First, forget the ridges where you may usually hunt. The strong winds there chill the birds and stifle their calls. Toms will drop down at least to the first level of benches, shelves, and flats below the peaks. If the gusts are particularly strong, they may slip down into valleys and open hollows, as long as cover isn’t too thick.
Also check out side bowls and basins sheltered from gusts, leeward sides of hills, and creekbottoms. Fewer flapping branches in these areas allow toms to spot hens more easily, and also be heard and seen better as they gobble and strut.

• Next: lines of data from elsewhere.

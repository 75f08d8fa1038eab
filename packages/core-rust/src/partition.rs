//! Partition selection for keyed work.
//!
//! The selection contract is `hash(key) % partition_count`. It is a pure
//! function of the key, the hash generator and the (fixed) partition count,
//! so routing callers never need to lock anything to pick a partition.
//!
//! - [`DEFAULT_PARTITION_COUNT`]: partition count used when none is configured
//! - [`hash_to_partition`]: reduces a hash to a partition ID in `[0, count)`
//! - [`partition_for_key`]: hashes a key and reduces it in one step

use std::num::NonZeroU32;

use crate::hash::HashGenerator;

/// Number of partitions used when a configuration does not specify one.
pub const DEFAULT_PARTITION_COUNT: u32 = 8;

/// Reduce a hash to a partition ID.
///
/// The result is always in `[0, partition_count)`.
///
/// # Examples
///
/// ```
/// use std::num::NonZeroU32;
/// use keyroute_core::partition::hash_to_partition;
///
/// let four = NonZeroU32::new(4).unwrap();
/// assert_eq!(hash_to_partition(10, four), 2);
/// assert_eq!(hash_to_partition(11, four), 3);
/// ```
#[must_use]
pub fn hash_to_partition(hash: u32, partition_count: NonZeroU32) -> u32 {
    hash % partition_count
}

/// Compute the partition ID for a key using the given generator.
///
/// # Examples
///
/// ```
/// use std::num::NonZeroU32;
/// use keyroute_core::hash::Fnv1aHashGenerator;
/// use keyroute_core::partition::partition_for_key;
///
/// let count = NonZeroU32::new(4).unwrap();
/// assert_eq!(partition_for_key(&Fnv1aHashGenerator, b"A", count), 0);
/// assert_eq!(partition_for_key(&Fnv1aHashGenerator, b"B", count), 1);
/// ```
#[must_use]
pub fn partition_for_key<H>(generator: &H, key: &[u8], partition_count: NonZeroU32) -> u32
where
    H: HashGenerator + ?Sized,
{
    hash_to_partition(generator.hash(key), partition_count)
}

I’ve watched gobblers facing a windy morning sail off the roost and glide a half mile in one flight to reach these protected spots.
Birds will also go to a field of wheat or harvested corn to escape the swaying branches that could shield a predator’s approach. (In this situation, a firmly staked decoy can be deadly.)
Once you’ve narrowed your focus down to these areas, the windy weather challenge suddenly becomes a little bit easier to address.
Often there’s a slight respite in windy conditions right at dawn for 30 to 40 minutes. Try to get on a bird fast during that lull by locating him with an owl hooter or crow call. Move in quickly and work him aggressively before gales build.
Better still, roost a tom the night before at dusk if possible. Realize, however, if gusts build during the night, he may drop down to a tree at a lower elevation. Try to predict where that would be—such as the nearest tall scattered pines in a more protected area—and move there quickly if the gobbler isn’t where you roosted him. Call aggressively in order to entice him into range before the breezes build.
3. Get Moving
If you don’t tag a bird at daylight and winds increase, switch to plan B—cover ground. Since fewer birds are gobbling and they’re harder to hear, you need to eat up territory. Find those birds that are talking. If gobblers are sounding off, work parallel to and downwind of prime areas so you can pinpoint their location and decide where to set up. If the woods are quiet and you’re trying to stimulate birds to sound off, approach from an upwind position so they can hear you best.
Call more often and louder to compensate for the poor acoustics and smaller range you’ll cover. Try to time your calling to coincide with breaks in the breeze. Then walk between spots while it’s blowing, so thrashing shrubbery will help conceal your movement.
You can also use a hearing aid such as a Walker’s Game Ear to help you detect more toms above the roar of wind and clattering branches.
4. Top Calls
Try clucks and long strings of yelps, but mostly use cutts. A rapid, sharp cutt seems to pierce the air better and also riles up birds that might not have been calling. Box, tube, wingbone, and high-pitched diaphragm calls are best.
I’ve also pinpointed lots of toms with crow, woodpecker, and predator calls when hen calls failed to cut through the wind. Once you locate a bird, then you can move in closer and switch to sweet love talk.
That’s the strategy I used to tag a tom near my house last season on a violently windy day. Oddly enough, I’d tried for him on several gorgeous, calm mornings and been snubbed. The wind changed my tactics.